### [What to do]
Counting only lines below that hold "write", give the total alone.

Segment Start: Data extract

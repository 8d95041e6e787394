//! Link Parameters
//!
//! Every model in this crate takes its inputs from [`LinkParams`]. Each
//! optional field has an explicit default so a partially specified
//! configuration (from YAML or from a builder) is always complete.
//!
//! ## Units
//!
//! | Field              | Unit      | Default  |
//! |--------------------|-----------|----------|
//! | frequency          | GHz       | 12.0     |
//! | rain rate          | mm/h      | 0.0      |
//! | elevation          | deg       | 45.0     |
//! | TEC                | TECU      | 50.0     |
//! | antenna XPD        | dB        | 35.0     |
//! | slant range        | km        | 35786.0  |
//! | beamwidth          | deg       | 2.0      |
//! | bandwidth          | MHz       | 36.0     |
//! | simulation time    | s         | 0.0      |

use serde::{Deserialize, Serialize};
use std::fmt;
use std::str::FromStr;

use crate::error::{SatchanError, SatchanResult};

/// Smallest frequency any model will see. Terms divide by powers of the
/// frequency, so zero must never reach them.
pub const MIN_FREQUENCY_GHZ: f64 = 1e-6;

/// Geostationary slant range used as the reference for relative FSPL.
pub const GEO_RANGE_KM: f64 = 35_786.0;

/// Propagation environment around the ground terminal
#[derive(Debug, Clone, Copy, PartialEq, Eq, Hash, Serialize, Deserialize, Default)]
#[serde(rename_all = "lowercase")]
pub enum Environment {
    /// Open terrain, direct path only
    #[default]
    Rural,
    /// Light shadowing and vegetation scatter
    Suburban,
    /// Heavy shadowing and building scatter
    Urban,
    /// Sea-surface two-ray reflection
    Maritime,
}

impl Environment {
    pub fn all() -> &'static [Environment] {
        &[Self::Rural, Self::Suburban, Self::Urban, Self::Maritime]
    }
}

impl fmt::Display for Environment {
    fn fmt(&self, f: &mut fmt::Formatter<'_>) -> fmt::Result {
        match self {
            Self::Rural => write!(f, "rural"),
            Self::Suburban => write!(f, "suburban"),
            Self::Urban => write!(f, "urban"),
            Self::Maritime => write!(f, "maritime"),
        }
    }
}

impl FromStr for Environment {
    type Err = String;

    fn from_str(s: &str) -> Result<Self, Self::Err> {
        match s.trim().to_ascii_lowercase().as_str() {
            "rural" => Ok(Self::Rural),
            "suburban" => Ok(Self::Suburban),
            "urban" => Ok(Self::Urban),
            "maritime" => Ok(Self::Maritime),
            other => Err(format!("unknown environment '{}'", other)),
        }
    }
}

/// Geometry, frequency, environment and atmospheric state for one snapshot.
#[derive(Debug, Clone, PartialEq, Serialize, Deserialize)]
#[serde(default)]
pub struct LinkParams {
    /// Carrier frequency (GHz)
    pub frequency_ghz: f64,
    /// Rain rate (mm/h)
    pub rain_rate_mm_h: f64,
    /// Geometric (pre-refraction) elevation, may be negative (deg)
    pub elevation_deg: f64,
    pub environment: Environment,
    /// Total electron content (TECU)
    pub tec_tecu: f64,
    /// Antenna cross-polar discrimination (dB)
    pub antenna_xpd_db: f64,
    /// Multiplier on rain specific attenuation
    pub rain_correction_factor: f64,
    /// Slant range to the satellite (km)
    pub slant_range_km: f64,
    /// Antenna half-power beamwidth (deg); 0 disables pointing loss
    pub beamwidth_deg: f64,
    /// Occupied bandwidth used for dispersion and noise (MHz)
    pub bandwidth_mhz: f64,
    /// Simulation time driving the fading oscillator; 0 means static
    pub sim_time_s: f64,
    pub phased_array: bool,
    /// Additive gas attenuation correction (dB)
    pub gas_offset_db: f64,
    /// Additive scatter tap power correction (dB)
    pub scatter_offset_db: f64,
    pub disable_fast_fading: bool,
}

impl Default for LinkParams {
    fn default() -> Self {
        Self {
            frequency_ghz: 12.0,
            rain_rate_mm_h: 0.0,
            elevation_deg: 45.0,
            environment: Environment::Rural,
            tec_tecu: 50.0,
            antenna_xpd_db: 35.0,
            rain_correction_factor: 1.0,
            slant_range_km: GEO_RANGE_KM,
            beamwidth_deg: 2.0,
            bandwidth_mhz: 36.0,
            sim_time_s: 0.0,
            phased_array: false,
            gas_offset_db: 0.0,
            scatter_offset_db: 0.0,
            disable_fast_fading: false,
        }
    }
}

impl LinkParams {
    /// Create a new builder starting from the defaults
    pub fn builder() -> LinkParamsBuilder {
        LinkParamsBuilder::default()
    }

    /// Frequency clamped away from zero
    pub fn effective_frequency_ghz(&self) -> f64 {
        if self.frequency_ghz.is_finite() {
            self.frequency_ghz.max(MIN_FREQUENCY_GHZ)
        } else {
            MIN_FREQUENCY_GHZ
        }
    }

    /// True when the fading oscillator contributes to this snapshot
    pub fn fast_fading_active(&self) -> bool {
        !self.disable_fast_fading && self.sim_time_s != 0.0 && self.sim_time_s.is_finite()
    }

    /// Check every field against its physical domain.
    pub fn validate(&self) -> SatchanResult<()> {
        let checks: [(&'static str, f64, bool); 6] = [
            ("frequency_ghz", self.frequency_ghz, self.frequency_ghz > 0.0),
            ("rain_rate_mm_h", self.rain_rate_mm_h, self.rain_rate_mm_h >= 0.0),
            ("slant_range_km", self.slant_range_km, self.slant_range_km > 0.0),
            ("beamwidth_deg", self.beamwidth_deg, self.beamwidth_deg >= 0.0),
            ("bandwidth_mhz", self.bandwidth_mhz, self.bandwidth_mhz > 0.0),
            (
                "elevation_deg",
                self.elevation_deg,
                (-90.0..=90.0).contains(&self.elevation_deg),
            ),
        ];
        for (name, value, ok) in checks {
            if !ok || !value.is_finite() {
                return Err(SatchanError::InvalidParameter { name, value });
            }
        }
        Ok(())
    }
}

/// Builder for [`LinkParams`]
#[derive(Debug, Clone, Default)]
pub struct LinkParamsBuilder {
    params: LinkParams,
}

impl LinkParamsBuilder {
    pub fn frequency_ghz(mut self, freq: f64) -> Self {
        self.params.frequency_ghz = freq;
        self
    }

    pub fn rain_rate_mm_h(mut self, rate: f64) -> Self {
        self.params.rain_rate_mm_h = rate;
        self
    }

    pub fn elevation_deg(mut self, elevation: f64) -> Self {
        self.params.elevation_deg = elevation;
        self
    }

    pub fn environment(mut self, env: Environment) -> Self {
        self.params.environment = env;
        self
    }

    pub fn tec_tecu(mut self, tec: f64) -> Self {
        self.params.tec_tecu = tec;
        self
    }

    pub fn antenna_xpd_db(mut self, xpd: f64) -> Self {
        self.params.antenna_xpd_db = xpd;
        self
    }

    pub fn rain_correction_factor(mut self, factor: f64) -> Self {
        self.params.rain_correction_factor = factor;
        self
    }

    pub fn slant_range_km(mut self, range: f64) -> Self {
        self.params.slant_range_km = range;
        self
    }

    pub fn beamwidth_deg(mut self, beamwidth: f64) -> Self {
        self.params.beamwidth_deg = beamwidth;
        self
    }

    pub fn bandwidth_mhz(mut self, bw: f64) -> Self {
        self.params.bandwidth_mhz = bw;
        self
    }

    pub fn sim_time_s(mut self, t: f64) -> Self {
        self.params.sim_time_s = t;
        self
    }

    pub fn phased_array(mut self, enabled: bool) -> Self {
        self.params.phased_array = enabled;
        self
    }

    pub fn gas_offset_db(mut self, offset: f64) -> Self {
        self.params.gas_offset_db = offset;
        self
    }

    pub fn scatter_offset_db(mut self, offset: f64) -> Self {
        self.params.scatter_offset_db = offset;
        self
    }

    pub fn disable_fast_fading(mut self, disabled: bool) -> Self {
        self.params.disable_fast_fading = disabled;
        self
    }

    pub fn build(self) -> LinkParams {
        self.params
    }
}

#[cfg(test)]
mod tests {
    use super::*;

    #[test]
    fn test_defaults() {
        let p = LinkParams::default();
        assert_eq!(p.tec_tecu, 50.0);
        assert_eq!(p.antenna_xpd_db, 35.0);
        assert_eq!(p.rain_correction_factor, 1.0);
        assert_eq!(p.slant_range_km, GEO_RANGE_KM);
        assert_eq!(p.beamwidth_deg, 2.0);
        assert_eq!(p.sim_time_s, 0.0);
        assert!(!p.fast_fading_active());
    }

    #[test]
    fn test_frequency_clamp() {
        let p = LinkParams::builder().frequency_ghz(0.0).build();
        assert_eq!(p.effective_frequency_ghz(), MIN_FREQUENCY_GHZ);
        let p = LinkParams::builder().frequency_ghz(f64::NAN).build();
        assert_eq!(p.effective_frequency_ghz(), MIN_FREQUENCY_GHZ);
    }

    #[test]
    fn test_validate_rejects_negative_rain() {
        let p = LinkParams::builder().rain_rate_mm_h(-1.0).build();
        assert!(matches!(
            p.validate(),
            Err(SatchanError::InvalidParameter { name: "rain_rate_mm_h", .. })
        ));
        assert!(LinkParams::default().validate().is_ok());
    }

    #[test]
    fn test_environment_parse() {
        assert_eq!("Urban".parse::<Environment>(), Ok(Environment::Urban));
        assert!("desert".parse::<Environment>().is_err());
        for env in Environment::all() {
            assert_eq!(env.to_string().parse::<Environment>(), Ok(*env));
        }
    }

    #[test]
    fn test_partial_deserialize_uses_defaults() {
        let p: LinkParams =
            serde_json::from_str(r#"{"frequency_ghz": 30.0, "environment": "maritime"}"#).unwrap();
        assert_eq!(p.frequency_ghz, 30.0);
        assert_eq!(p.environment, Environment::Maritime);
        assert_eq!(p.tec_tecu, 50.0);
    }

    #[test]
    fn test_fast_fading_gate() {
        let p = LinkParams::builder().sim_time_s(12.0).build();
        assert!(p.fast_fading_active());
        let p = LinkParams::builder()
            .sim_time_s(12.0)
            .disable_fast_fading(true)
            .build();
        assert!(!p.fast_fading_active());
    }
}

Segment End: Data extract

### [Answer to the problem]
4